[Task objective]
Everything in the data below is to be reproduced without any deviation.

[Study material]

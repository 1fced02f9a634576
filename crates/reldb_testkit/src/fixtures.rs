//! Test fixtures and store helpers.
//!
//! Provides a sample record type and convenience functions for setting up
//! test stores.

use reldb_core::{BlockLogMode, Config, Record, Relationships, Store};
use reldb_storage::{Backend, Initializer, MemoryBackend, StorageResult};
use serde::{Deserialize, Serialize};
use std::path::Path;
use std::sync::Arc;
use tempfile::TempDir;

/// Relationship keys declared by [`Note`].
pub const NOTE_RELATIONSHIPS: [&str; 2] = ["users", "tags"];

/// A sample record related to one user and any number of tags.
#[derive(Debug, Clone, Default, PartialEq, Eq, Serialize, Deserialize)]
pub struct Note {
    /// Identifier assigned by the store.
    pub id: String,
    /// Owning user.
    pub user_id: String,
    /// Tags.
    pub tags: Vec<String>,
    /// Body text.
    pub text: String,
}

impl Note {
    /// Creates an untagged note.
    pub fn new(user_id: impl Into<String>, text: impl Into<String>) -> Self {
        Self {
            user_id: user_id.into(),
            text: text.into(),
            ..Self::default()
        }
    }

    /// Adds a tag.
    #[must_use]
    pub fn tagged(mut self, tag: impl Into<String>) -> Self {
        self.tags.push(tag.into());
        self
    }
}

impl Record for Note {
    const TYPE_NAME: &'static str = "note";

    fn id(&self) -> &str {
        &self.id
    }

    fn set_id(&mut self, id: String) {
        self.id = id;
    }

    fn relationships(&self) -> Relationships {
        Relationships::new()
            .with("users", [&self.user_id])
            .with("tags", &self.tags)
    }
}

/// Initializer handing every open the same in-memory backend.
///
/// Lets a test reopen a store and observe what an earlier open wrote.
#[derive(Debug, Clone, Default)]
pub struct SharedMemoryInitializer {
    backend: Arc<MemoryBackend>,
}

impl SharedMemoryInitializer {
    /// Creates an initializer over a fresh backend.
    pub fn new() -> Self {
        Self::default()
    }

    /// The shared backend.
    pub fn backend(&self) -> &MemoryBackend {
        &self.backend
    }
}

impl Initializer for SharedMemoryInitializer {
    fn open(&self, _dir: &Path, _name: &str) -> StorageResult<Box<dyn Backend>> {
        Ok(Box::new(Arc::clone(&self.backend)))
    }
}

/// A test store with automatic cleanup.
pub struct TestStore {
    /// The store instance.
    pub store: Store<Note>,
    /// The temporary directory (kept alive to prevent cleanup).
    _temp_dir: Option<TempDir>,
}

impl TestStore {
    /// Creates an in-memory store without a block log.
    pub fn memory() -> Self {
        Self::with_config(Config::default())
    }

    /// Creates an in-memory store from `config`.
    pub fn with_config(config: Config) -> Self {
        Self {
            store: Store::open(config, NOTE_RELATIONSHIPS).expect("Failed to open store"),
            _temp_dir: None,
        }
    }

    /// Creates an in-memory store with an in-memory block log.
    pub fn logged() -> Self {
        Self::with_config(Config::default().block_log(BlockLogMode::Memory))
    }

    /// Creates a store whose block log is a file in a temporary directory.
    pub fn file() -> Self {
        let temp_dir = TempDir::new().expect("Failed to create temp directory");
        let config = Config::default()
            .dir(temp_dir.path())
            .name("test")
            .block_log(BlockLogMode::File);

        Self {
            store: Store::open(config, NOTE_RELATIONSHIPS).expect("Failed to open file store"),
            _temp_dir: Some(temp_dir),
        }
    }

    /// Returns the store directory if file-based, None if in-memory.
    pub fn dir(&self) -> Option<&Path> {
        self._temp_dir.as_ref().map(TempDir::path)
    }
}

impl std::ops::Deref for TestStore {
    type Target = Store<Note>;

    fn deref(&self) -> &Self::Target {
        &self.store
    }
}

/// Runs a test with a temporary in-memory store.
pub fn with_temp_store<F, R>(f: F) -> R
where
    F: FnOnce(&Store<Note>) -> R,
{
    let test_store = TestStore::memory();
    f(&test_store.store)
}

/// Runs a test with a store that keeps its block log in a temporary file.
pub fn with_file_store<F, R>(f: F) -> R
where
    F: FnOnce(&Store<Note>, &Path) -> R,
{
    let test_store = TestStore::file();
    let dir = test_store
        .dir()
        .expect("File store should have a directory")
        .to_path_buf();
    f(&test_store.store, &dir)
}

/// Test scenario helpers.
pub mod scenarios {
    use super::*;

    /// Creates a store holding `count` notes spread round-robin over
    /// `users` users (`user-0`, `user-1`, ...). Returns the identifiers in
    /// insertion order.
    pub fn populated_store(count: usize, users: usize) -> (TestStore, Vec<String>) {
        let test_store = TestStore::memory();
        let users = users.max(1);

        let ids = (0..count)
            .map(|i| {
                let note = Note::new(format!("user-{}", i % users), format!("note {i}"));
                test_store.new_entry(note).expect("Failed to insert note")
            })
            .collect();

        (test_store, ids)
    }
}

#[cfg(test)]
mod tests {
    use super::*;

    #[test]
    fn test_memory_store() {
        let test_store = TestStore::memory();
        assert!(test_store.dir().is_none());
        assert_eq!(test_store.name(), "reldb");
    }

    #[test]
    fn test_with_temp_store() {
        with_temp_store(|store| {
            let id = store.new_entry(Note::new("user-1", "hello")).unwrap();
            assert_eq!(store.get(&id).unwrap().text, "hello");
        });
    }

    #[test]
    fn test_file_store_writes_block_file() {
        with_file_store(|store, dir| {
            store.new_entry(Note::new("user-1", "hello")).unwrap();
            assert!(dir.join("test.blocks").exists());
        });
    }

    #[test]
    fn test_populated_scenario() {
        let (store, ids) = scenarios::populated_store(6, 3);
        assert_eq!(ids.len(), 6);
        assert_eq!(ids[0], "00000000");
        assert_eq!(store.get(&ids[4]).unwrap().user_id, "user-1");
    }

    #[test]
    fn test_shared_initializer_reopens_same_data() {
        let initializer = Arc::new(SharedMemoryInitializer::new());
        let config = Config::default().initializer(initializer.clone());

        let first: Store<Note> = Store::open(config.clone(), NOTE_RELATIONSHIPS).unwrap();
        let id = first.new_entry(Note::new("user-1", "kept")).unwrap();

        let second: Store<Note> = Store::open(config, NOTE_RELATIONSHIPS).unwrap();
        assert_eq!(second.get(&id).unwrap().text, "kept");
        assert_eq!(initializer.backend().bucket_len(b"entries"), 1);
    }
}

[Exercise response]
repository 1fced02f9a634576
filename crates/reldb_testkit/src/fixtures.rs
//! Test fixtures and store helpers.
//!
//! Provides a sample record type and convenience functions for setting up
//! test stores.

use reldb_core::{BlockLogMode, Config, Record, Relationships, Store};
use reldb_storage::{Backend, Initializer, MemoryBackend, StorageResult};
use serde::{Deserialize, Serialize};
use std::path::Path;
use std::sync::Arc;
use tempfile::TempDir;

/// Relationship keys declared by [`Note`].
pub const NOTE_RELATIONSHIPS: [&str; 2] = ["users", "tags"];

/// A sample record related to one user and any number of tags.
#[derive(Debug, Clone, Default, PartialEq, Eq, Serialize, Deserialize)]
pub struct Note {
    /// Identifier assigned by the store.
    pub id: String,
    /// Owning user.
    pub user_id: String,
    /// Tags.
    pub tags: Vec<String>,
    /// Body text.
    pub text: String,
}

impl Note {
    /// Creates an untagged note.
    pub fn new(user_id: impl Into<String>, text: impl Into<String>) -> Self {
        Self {
            user_id: user_id.into(),
            text: text.into(),
            ..Self::default()
        }
    }

    /// Adds a tag.
    #[must_use]
    pub fn tagged(mut self, tag: impl Into<String>) -> Self {
        self.tags.push(tag.into());
        self
    }
}

impl Record for Note {
    const TYPE_NAME: &'static str = "note";

    fn id(&self) -> &str {
        &self.id
    }

    fn set_id(&mut self, id: String) {
        self.id = id;
    }

    fn relationships(&self) -> Relationships {
        Relationships::new()
            .with("users", [&self.user_id])
            .with("tags", &self.tags)
    }
}

/// Initializer handing every open the same in-memory backend.
///
/// Lets a test reopen a store and observe what an earlier open wrote.
#[derive(Debug, Clone, Default)]
pub struct SharedMemoryInitializer {
    backend: Arc<MemoryBackend>,
}

impl SharedMemoryInitializer {
    /// Creates an initializer over a fresh backend.
    pub fn new() -> Self {
        Self::default()
    }

    /// The shared backend.
    pub fn backend(&self) -> &MemoryBackend {
        &self.backend
    }
}

impl Initializer for SharedMemoryInitializer {
    fn open(&self, _dir: &Path, _name: &str) -> StorageResult<Box<dyn Backend>> {
        Ok(Box::new(Arc::clone(&self.backend)))
    }
}

/// A test store with automatic cleanup.
pub struct TestStore {
    /// The store instance.
    pub store: Store<Note>,
    /// The temporary directory (kept alive to prevent cleanup).
    _temp_dir: Option<TempDir>,
}

impl TestStore {
    /// Creates an in-memory store without a block log.
    pub fn memory() -> Self {
        Self::with_config(Config::default())
    }

    /// Creates an in-memory store from `config`.
    pub fn with_config(config: Config) -> Self {
        Self {
            store: Store::open(config, NOTE_RELATIONSHIPS).expect("Failed to open store"),
            _temp_dir: None,
        }
    }

    /// Creates an in-memory store with an in-memory block log.
    pub fn logged() -> Self {
        Self::with_config(Config::default().block_log(BlockLogMode::Memory))
    }

    /// Creates a store whose block log is a file in a temporary directory.
    pub fn file() -> Self {
        let temp_dir = TempDir::new().expect("Failed to create temp directory");
        let config = Config::default()
            .dir(temp_dir.path())
            .name("test")
            .block_log(BlockLogMode::File);

        Self {
            store: Store::open(config, NOTE_RELATIONSHIPS).expect("Failed to open file store"),
            _temp_dir: Some(temp_dir),
        }
    }

    /// Returns the store directory if file-based, None if in-memory.
    pub fn dir(&self) -> Option<&Path> {
        self._temp_dir.as_ref().map(TempDir::path)
    }
}

impl std::ops::Deref for TestStore {
    type Target = Store<Note>;

    fn deref(&self) -> &Self::Target {
        &self.store
    }
}

/// Runs a test with a temporary in-memory store.
pub fn with_temp_store<F, R>(f: F) -> R
where
    F: FnOnce(&Store<Note>) -> R,
{
    let test_store = TestStore::memory();
    f(&test_store.store)
}

/// Runs a test with a store that keeps its block log in a temporary file.
pub fn with_file_store<F, R>(f: F) -> R
where
    F: FnOnce(&Store<Note>, &Path) -> R,
{
    let test_store = TestStore::file();
    let dir = test_store
        .dir()
        .expect("File store should have a directory")
        .to_path_buf();
    f(&test_store.store, &dir)
}

/// Test scenario helpers.
pub mod scenarios {
    use super::*;

    /// Creates a store holding `count` notes spread round-robin over
    /// `users` users (`user-0`, `user-1`, ...). Returns the identifiers in
    /// insertion order.
    pub fn populated_store(count: usize, users: usize) -> (TestStore, Vec<String>) {
        let test_store = TestStore::memory();
        let users = users.max(1);

        let ids = (0..count)
            .map(|i| {
                let note = Note::new(format!("user-{}", i % users), format!("note {i}"));
                test_store.new_entry(note).expect("Failed to insert note")
            })
            .collect();

        (test_store, ids)
    }
}

#[cfg(test)]
mod tests {
    use super::*;

    #[test]
    fn test_memory_store() {
        let test_store = TestStore::memory();
        assert!(test_store.dir().is_none());
        assert_eq!(test_store.name(), "reldb");
    }

    #[test]
    fn test_with_temp_store() {
        with_temp_store(|store| {
            let id = store.new_entry(Note::new("user-1", "hello")).unwrap();
            assert_eq!(store.get(&id).unwrap().text, "hello");
        });
    }

    #[test]
    fn test_file_store_writes_block_file() {
        with_file_store(|store, dir| {
            store.new_entry(Note::new("user-1", "hello")).unwrap();
            assert!(dir.join("test.blocks").exists());
        });
    }

    #[test]
    fn test_populated_scenario() {
        let (store, ids) = scenarios::populated_store(6, 3);
        assert_eq!(ids.len(), 6);
        assert_eq!(ids[0], "00000000");
        assert_eq!(store.get(&ids[4]).unwrap().user_id, "user-1");
    }

    #[test]
    fn test_shared_initializer_reopens_same_data() {
        let initializer = Arc::new(SharedMemoryInitializer::new());
        let config = Config::default().initializer(initializer.clone());

        let first: Store<Note> = Store::open(config.clone(), NOTE_RELATIONSHIPS).unwrap();
        let id = first.new_entry(Note::new("user-1", "kept")).unwrap();

        let second: Store<Note> = Store::open(config, NOTE_RELATIONSHIPS).unwrap();
        assert_eq!(second.get(&id).unwrap().text, "kept");
        assert_eq!(initializer.backend().bucket_len(b"entries"), 1);
    }
}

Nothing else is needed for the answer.